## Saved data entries

+ + + + + + +

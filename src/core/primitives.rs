//! Time-value-of-money building blocks shared by the FIRE calculators and
//! the CD accrual. Rates are annual decimals (0.07 = 7%).

pub const DAYS_PER_YEAR: f64 = 365.0;
pub const MONTHS_PER_YEAR: f64 = 12.0;

/// Compound growth of a lump sum: `principal * (1 + rate/n)^(n*years)`.
///
/// Returns `principal` unchanged when `years <= 0` or the rate is zero.
pub fn future_value(principal: f64, annual_rate: f64, periods_per_year: u32, years: f64) -> f64 {
    if years <= 0.0 || annual_rate == 0.0 || periods_per_year == 0 {
        return principal;
    }
    let n = f64::from(periods_per_year);
    principal * (1.0 + annual_rate / n).powf(n * years)
}

/// Future value of a level payment stream (paid at the start of each
/// period) plus the grown initial principal.
///
/// With `years <= 0` no contributions are applied and `principal` is
/// returned as is. At a zero rate the stream is a plain sum.
pub fn future_value_of_series(
    periodic_payment: f64,
    annual_rate: f64,
    periods_per_year: u32,
    years: f64,
    principal: f64,
) -> f64 {
    if years <= 0.0 || periods_per_year == 0 {
        return principal;
    }
    let n = f64::from(periods_per_year);
    let periods = n * years;
    if annual_rate == 0.0 {
        return principal + periodic_payment * periods;
    }

    let rate = annual_rate / n;
    let growth = (1.0 + rate).powf(periods);
    let stream = periodic_payment * ((growth - 1.0) / rate) * (1.0 + rate);
    principal * growth + stream
}

/// Lump sum needed today so that it, together with a monthly contribution
/// stream, reaches `future_target` after `years`.
pub fn present_value_needed(
    future_target: f64,
    monthly_payment: f64,
    annual_rate: f64,
    years: f64,
) -> f64 {
    let discount = (1.0 + annual_rate).powf(years.max(0.0));
    if monthly_payment <= 0.0 {
        return (future_target / discount).max(0.0);
    }

    let stream_value =
        future_value_of_series(monthly_payment, annual_rate, MONTHS_PER_YEAR as u32, years, 0.0);
    ((future_target - stream_value) / discount).max(0.0)
}

pub fn monthly_to_daily(monthly_amount: f64) -> f64 {
    monthly_amount * MONTHS_PER_YEAR / DAYS_PER_YEAR
}

/// Fisher relation.
pub fn real_return(nominal_return: f64, inflation_rate: f64) -> f64 {
    (1.0 + nominal_return) / (1.0 + inflation_rate) - 1.0
}

#[cfg(test)]
mod tests {
    use super::*;
    use proptest::prelude::{prop_assert, proptest};

    const EPS: f64 = 1e-6;

    fn assert_approx(actual: f64, expected: f64) {
        assert!(
            (actual - expected).abs() <= EPS,
            "expected {expected}, got {actual}"
        );
    }

    #[test]
    fn future_value_matches_hand_calculation() {
        // 1000 * 1.05^3 = 1157.625
        assert_approx(future_value(1_000.0, 0.05, 1, 3.0), 1_157.625);
        // 1000 * (1 + 0.12/12)^12 = 1126.825030...
        assert_approx(future_value(1_000.0, 0.12, 12, 1.0), 1_126.825_030_131_969_7);
    }

    #[test]
    fn future_value_returns_principal_for_zero_years_or_rate() {
        assert_approx(future_value(2_500.0, 0.07, 365, 0.0), 2_500.0);
        assert_approx(future_value(2_500.0, 0.07, 365, -3.0), 2_500.0);
        assert_approx(future_value(2_500.0, 0.0, 365, 10.0), 2_500.0);
    }

    #[test]
    fn future_value_of_series_pays_at_period_start() {
        // Two annual payments of 100 at 10%: 100*1.1^2 + 100*1.1 = 231.
        assert_approx(future_value_of_series(100.0, 0.10, 1, 2.0, 0.0), 231.0);
        // Principal 1000 grows alongside: 1000*1.21 + 231.
        assert_approx(future_value_of_series(100.0, 0.10, 1, 2.0, 1_000.0), 1_441.0);
    }

    #[test]
    fn future_value_of_series_ignores_contributions_without_time() {
        assert_approx(future_value_of_series(500.0, 0.07, 12, 0.0, 42.0), 42.0);
    }

    #[test]
    fn present_value_needed_discounts_target_without_payments() {
        assert_approx(present_value_needed(1_210.0, 0.0, 0.10, 2.0), 1_000.0);
    }

    #[test]
    fn present_value_needed_is_zero_when_stream_covers_target() {
        assert_approx(present_value_needed(1_000.0, 1_000.0, 0.05, 10.0), 0.0);
    }

    #[test]
    fn present_value_needed_subtracts_stream_before_discounting() {
        let stream = future_value_of_series(100.0, 0.06, 12, 5.0, 0.0);
        let expected = (50_000.0 - stream) / 1.06_f64.powf(5.0);
        assert_approx(present_value_needed(50_000.0, 100.0, 0.06, 5.0), expected);
    }

    #[test]
    fn monthly_to_daily_spreads_over_calendar_days() {
        assert_approx(monthly_to_daily(365.0), 12.0);
    }

    #[test]
    fn real_return_applies_fisher_relation() {
        assert_approx(real_return(0.07, 0.03), 1.07 / 1.03 - 1.0);
        assert_approx(real_return(0.05, 0.05), 0.0);
    }

    proptest! {
        #![proptest_config(proptest::test_runner::Config::with_cases(64))]

        #[test]
        fn prop_future_value_non_decreasing_in_time_and_rate(
            principal in 0u32..2_000_000,
            rate_bp in 0u32..2_000,
            rate_step_bp in 0u32..500,
            years_tenths in 0u32..600,
            years_step_tenths in 0u32..200,
            periods in proptest::sample::select(vec![1u32, 4, 12, 365])
        ) {
            let principal = principal as f64;
            let rate = rate_bp as f64 / 10_000.0;
            let years = years_tenths as f64 / 10.0;
            let base = future_value(principal, rate, periods, years);

            let later = future_value(principal, rate, periods, years + years_step_tenths as f64 / 10.0);
            let higher = future_value(principal, rate + rate_step_bp as f64 / 10_000.0, periods, years);

            prop_assert!(later + 1e-9 >= base);
            prop_assert!(higher + 1e-9 >= base);
        }

        #[test]
        fn prop_zero_rate_series_is_linear(
            payment in 0u32..10_000,
            principal in 0u32..1_000_000,
            years_tenths in 1u32..500,
            periods in proptest::sample::select(vec![1u32, 4, 12, 365])
        ) {
            let years = years_tenths as f64 / 10.0;
            let expected = principal as f64 + payment as f64 * periods as f64 * years;
            let actual = future_value_of_series(payment as f64, 0.0, periods, years, principal as f64);
            prop_assert!((actual - expected).abs() <= 1e-6 * expected.max(1.0));
        }
    }
}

+ + + + + + +

## Task directions
Set down the data in full, word for word.

## Solved problem
filename src/core/primitives.rs
//! Time-value-of-money building blocks shared by the FIRE calculators and
//! the CD accrual. Rates are annual decimals (0.07 = 7%).

pub const DAYS_PER_YEAR: f64 = 365.0;
pub const MONTHS_PER_YEAR: f64 = 12.0;

/// Compound growth of a lump sum: `principal * (1 + rate/n)^(n*years)`.
///
/// Returns `principal` unchanged when `years <= 0` or the rate is zero.
pub fn future_value(principal: f64, annual_rate: f64, periods_per_year: u32, years: f64) -> f64 {
    if years <= 0.0 || annual_rate == 0.0 || periods_per_year == 0 {
        return principal;
    }
    let n = f64::from(periods_per_year);
    principal * (1.0 + annual_rate / n).powf(n * years)
}

/// Future value of a level payment stream (paid at the start of each
/// period) plus the grown initial principal.
///
/// With `years <= 0` no contributions are applied and `principal` is
/// returned as is. At a zero rate the stream is a plain sum.
pub fn future_value_of_series(
    periodic_payment: f64,
    annual_rate: f64,
    periods_per_year: u32,
    years: f64,
    principal: f64,
) -> f64 {
    if years <= 0.0 || periods_per_year == 0 {
        return principal;
    }
    let n = f64::from(periods_per_year);
    let periods = n * years;
    if annual_rate == 0.0 {
        return principal + periodic_payment * periods;
    }

    let rate = annual_rate / n;
    let growth = (1.0 + rate).powf(periods);
    let stream = periodic_payment * ((growth - 1.0) / rate) * (1.0 + rate);
    principal * growth + stream
}

/// Lump sum needed today so that it, together with a monthly contribution
/// stream, reaches `future_target` after `years`.
pub fn present_value_needed(
    future_target: f64,
    monthly_payment: f64,
    annual_rate: f64,
    years: f64,
) -> f64 {
    let discount = (1.0 + annual_rate).powf(years.max(0.0));
    if monthly_payment <= 0.0 {
        return (future_target / discount).max(0.0);
    }

    let stream_value =
        future_value_of_series(monthly_payment, annual_rate, MONTHS_PER_YEAR as u32, years, 0.0);
    ((future_target - stream_value) / discount).max(0.0)
}

pub fn monthly_to_daily(monthly_amount: f64) -> f64 {
    monthly_amount * MONTHS_PER_YEAR / DAYS_PER_YEAR
}

/// Fisher relation.
pub fn real_return(nominal_return: f64, inflation_rate: f64) -> f64 {
    (1.0 + nominal_return) / (1.0 + inflation_rate) - 1.0
}

#[cfg(test)]
mod tests {
    use super::*;
    use proptest::prelude::{prop_assert, proptest};

    const EPS: f64 = 1e-6;

    fn assert_approx(actual: f64, expected: f64) {
        assert!(
            (actual - expected).abs() <= EPS,
            "expected {expected}, got {actual}"
        );
    }

    #[test]
    fn future_value_matches_hand_calculation() {
        // 1000 * 1.05^3 = 1157.625
        assert_approx(future_value(1_000.0, 0.05, 1, 3.0), 1_157.625);
        // 1000 * (1 + 0.12/12)^12 = 1126.825030...
        assert_approx(future_value(1_000.0, 0.12, 12, 1.0), 1_126.825_030_131_969_7);
    }

    #[test]
    fn future_value_returns_principal_for_zero_years_or_rate() {
        assert_approx(future_value(2_500.0, 0.07, 365, 0.0), 2_500.0);
        assert_approx(future_value(2_500.0, 0.07, 365, -3.0), 2_500.0);
        assert_approx(future_value(2_500.0, 0.0, 365, 10.0), 2_500.0);
    }

    #[test]
    fn future_value_of_series_pays_at_period_start() {
        // Two annual payments of 100 at 10%: 100*1.1^2 + 100*1.1 = 231.
        assert_approx(future_value_of_series(100.0, 0.10, 1, 2.0, 0.0), 231.0);
        // Principal 1000 grows alongside: 1000*1.21 + 231.
        assert_approx(future_value_of_series(100.0, 0.10, 1, 2.0, 1_000.0), 1_441.0);
    }

    #[test]
    fn future_value_of_series_ignores_contributions_without_time() {
        assert_approx(future_value_of_series(500.0, 0.07, 12, 0.0, 42.0), 42.0);
    }

    #[test]
    fn present_value_needed_discounts_target_without_payments() {
        assert_approx(present_value_needed(1_210.0, 0.0, 0.10, 2.0), 1_000.0);
    }

    #[test]
    fn present_value_needed_is_zero_when_stream_covers_target() {
        assert_approx(present_value_needed(1_000.0, 1_000.0, 0.05, 10.0), 0.0);
    }

    #[test]
    fn present_value_needed_subtracts_stream_before_discounting() {
        let stream = future_value_of_series(100.0, 0.06, 12, 5.0, 0.0);
        let expected = (50_000.0 - stream) / 1.06_f64.powf(5.0);
        assert_approx(present_value_needed(50_000.0, 100.0, 0.06, 5.0), expected);
    }

    #[test]
    fn monthly_to_daily_spreads_over_calendar_days() {
        assert_approx(monthly_to_daily(365.0), 12.0);
    }

    #[test]
    fn real_return_applies_fisher_relation() {
        assert_approx(real_return(0.07, 0.03), 1.07 / 1.03 - 1.0);
        assert_approx(real_return(0.05, 0.05), 0.0);
    }

    proptest! {
        #![proptest_config(proptest::test_runner::Config::with_cases(64))]

        #[test]
        fn prop_future_value_non_decreasing_in_time_and_rate(
            principal in 0u32..2_000_000,
            rate_bp in 0u32..2_000,
            rate_step_bp in 0u32..500,
            years_tenths in 0u32..600,
            years_step_tenths in 0u32..200,
            periods in proptest::sample::select(vec![1u32, 4, 12, 365])
        ) {
            let principal = principal as f64;
            let rate = rate_bp as f64 / 10_000.0;
            let years = years_tenths as f64 / 10.0;
            let base = future_value(principal, rate, periods, years);

            let later = future_value(principal, rate, periods, years + years_step_tenths as f64 / 10.0);
            let higher = future_value(principal, rate + rate_step_bp as f64 / 10_000.0, periods, years);

            prop_assert!(later + 1e-9 >= base);
            prop_assert!(higher + 1e-9 >= base);
        }

        #[test]
        fn prop_zero_rate_series_is_linear(
            payment in 0u32..10_000,
            principal in 0u32..1_000_000,
            years_tenths in 1u32..500,
            periods in proptest::sample::select(vec![1u32, 4, 12, 365])
        ) {
            let years = years_tenths as f64 / 10.0;
            let expected = principal as f64 + payment as f64 * periods as f64 * years;
            let actual = future_value_of_series(payment as f64, 0.0, periods, years, principal as f64);
            prop_assert!((actual - expected).abs() <= 1e-6 * expected.max(1.0));
        }
    }
}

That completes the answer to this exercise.